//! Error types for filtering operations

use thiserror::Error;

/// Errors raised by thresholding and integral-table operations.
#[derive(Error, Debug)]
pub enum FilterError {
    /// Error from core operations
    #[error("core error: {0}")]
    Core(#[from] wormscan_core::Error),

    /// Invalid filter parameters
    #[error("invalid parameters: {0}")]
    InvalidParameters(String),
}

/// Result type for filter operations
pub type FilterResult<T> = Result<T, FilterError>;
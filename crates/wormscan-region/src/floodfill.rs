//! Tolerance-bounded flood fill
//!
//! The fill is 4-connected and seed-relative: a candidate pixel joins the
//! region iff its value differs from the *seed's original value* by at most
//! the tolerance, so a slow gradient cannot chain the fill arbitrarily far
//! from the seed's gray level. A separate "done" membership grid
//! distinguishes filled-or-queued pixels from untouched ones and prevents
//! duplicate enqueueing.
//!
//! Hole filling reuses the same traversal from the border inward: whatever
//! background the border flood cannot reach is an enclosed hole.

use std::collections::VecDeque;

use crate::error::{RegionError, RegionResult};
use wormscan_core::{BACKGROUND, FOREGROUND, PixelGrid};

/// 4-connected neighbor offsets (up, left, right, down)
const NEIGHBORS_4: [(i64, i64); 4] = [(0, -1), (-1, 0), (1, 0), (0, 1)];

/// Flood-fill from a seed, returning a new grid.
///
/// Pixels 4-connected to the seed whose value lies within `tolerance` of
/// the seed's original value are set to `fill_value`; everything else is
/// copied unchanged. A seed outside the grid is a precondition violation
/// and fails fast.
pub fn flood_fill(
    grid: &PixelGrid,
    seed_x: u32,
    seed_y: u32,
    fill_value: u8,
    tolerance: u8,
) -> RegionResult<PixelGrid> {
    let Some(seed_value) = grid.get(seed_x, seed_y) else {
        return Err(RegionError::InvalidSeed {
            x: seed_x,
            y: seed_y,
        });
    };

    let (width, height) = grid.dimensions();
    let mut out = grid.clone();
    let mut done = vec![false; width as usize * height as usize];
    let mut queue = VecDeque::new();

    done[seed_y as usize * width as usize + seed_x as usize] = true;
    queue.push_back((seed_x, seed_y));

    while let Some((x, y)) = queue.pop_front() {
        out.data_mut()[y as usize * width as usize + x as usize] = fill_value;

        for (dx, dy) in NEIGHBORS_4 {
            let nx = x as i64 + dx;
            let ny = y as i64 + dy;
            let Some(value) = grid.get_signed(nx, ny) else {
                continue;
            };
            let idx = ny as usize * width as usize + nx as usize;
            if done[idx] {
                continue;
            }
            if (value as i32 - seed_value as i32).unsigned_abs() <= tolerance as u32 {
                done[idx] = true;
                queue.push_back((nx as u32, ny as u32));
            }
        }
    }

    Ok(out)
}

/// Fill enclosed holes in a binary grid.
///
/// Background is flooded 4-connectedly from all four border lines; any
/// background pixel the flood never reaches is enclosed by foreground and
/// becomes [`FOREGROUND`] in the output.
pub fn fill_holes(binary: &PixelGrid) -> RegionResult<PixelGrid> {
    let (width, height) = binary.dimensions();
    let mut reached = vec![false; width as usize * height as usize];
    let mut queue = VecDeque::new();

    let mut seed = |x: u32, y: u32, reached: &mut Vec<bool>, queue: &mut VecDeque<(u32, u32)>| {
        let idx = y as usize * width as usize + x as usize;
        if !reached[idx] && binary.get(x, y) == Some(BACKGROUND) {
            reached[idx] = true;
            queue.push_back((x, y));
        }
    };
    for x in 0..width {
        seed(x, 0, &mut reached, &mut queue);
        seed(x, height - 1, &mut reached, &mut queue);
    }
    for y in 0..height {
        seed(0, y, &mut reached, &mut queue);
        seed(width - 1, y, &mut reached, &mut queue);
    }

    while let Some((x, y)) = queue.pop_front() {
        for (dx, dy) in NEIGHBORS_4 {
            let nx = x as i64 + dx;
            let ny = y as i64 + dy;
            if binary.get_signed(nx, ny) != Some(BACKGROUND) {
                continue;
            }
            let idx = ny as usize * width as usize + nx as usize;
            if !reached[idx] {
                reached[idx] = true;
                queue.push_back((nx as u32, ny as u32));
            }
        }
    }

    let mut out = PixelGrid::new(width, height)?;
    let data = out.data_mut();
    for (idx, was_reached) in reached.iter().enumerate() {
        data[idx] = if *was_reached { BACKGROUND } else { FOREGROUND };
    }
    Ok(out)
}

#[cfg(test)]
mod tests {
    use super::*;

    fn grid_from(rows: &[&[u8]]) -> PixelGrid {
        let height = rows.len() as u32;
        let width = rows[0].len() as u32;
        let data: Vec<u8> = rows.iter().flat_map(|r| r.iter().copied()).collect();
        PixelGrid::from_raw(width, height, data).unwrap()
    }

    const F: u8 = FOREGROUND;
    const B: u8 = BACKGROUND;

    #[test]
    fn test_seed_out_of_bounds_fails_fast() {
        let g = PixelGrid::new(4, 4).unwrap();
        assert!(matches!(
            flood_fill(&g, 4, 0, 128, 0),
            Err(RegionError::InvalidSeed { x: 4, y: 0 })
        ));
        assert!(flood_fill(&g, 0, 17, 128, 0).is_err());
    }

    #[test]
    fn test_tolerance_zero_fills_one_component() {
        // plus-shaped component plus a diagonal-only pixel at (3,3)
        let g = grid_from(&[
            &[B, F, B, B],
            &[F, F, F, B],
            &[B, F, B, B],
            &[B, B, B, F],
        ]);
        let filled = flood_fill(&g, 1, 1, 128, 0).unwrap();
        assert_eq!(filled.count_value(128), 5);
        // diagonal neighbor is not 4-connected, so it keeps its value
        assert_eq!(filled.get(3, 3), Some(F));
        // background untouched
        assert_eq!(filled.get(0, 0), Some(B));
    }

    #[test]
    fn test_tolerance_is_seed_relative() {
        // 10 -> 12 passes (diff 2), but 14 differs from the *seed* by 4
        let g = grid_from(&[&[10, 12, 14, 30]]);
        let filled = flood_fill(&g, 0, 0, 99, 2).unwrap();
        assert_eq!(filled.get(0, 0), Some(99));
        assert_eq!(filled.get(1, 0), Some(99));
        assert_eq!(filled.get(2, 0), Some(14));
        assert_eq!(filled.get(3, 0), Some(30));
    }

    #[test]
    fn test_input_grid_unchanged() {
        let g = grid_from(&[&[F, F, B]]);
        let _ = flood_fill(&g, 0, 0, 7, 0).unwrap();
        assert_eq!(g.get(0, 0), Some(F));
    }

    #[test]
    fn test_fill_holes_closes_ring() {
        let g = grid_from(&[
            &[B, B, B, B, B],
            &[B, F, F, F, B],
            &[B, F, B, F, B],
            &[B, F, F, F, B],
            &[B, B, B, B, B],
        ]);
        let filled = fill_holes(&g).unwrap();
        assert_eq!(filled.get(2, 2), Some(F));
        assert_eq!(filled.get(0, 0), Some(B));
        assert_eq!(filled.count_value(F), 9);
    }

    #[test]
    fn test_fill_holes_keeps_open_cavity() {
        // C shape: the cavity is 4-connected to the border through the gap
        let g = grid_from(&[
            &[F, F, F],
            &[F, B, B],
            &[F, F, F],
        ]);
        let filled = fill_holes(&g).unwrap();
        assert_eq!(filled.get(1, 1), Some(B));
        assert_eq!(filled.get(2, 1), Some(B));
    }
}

* [WHAT YOU ARE ASKED TO DO] Wherever a line in the data above holds "copied", copy that line.

* [SOLUTION FOR THIS TASK]
/// copied unchanged. A seed outside the grid is a precondition violation
        let data: Vec<u8> = rows.iter().flat_map(|r| r.iter().copied()).collect();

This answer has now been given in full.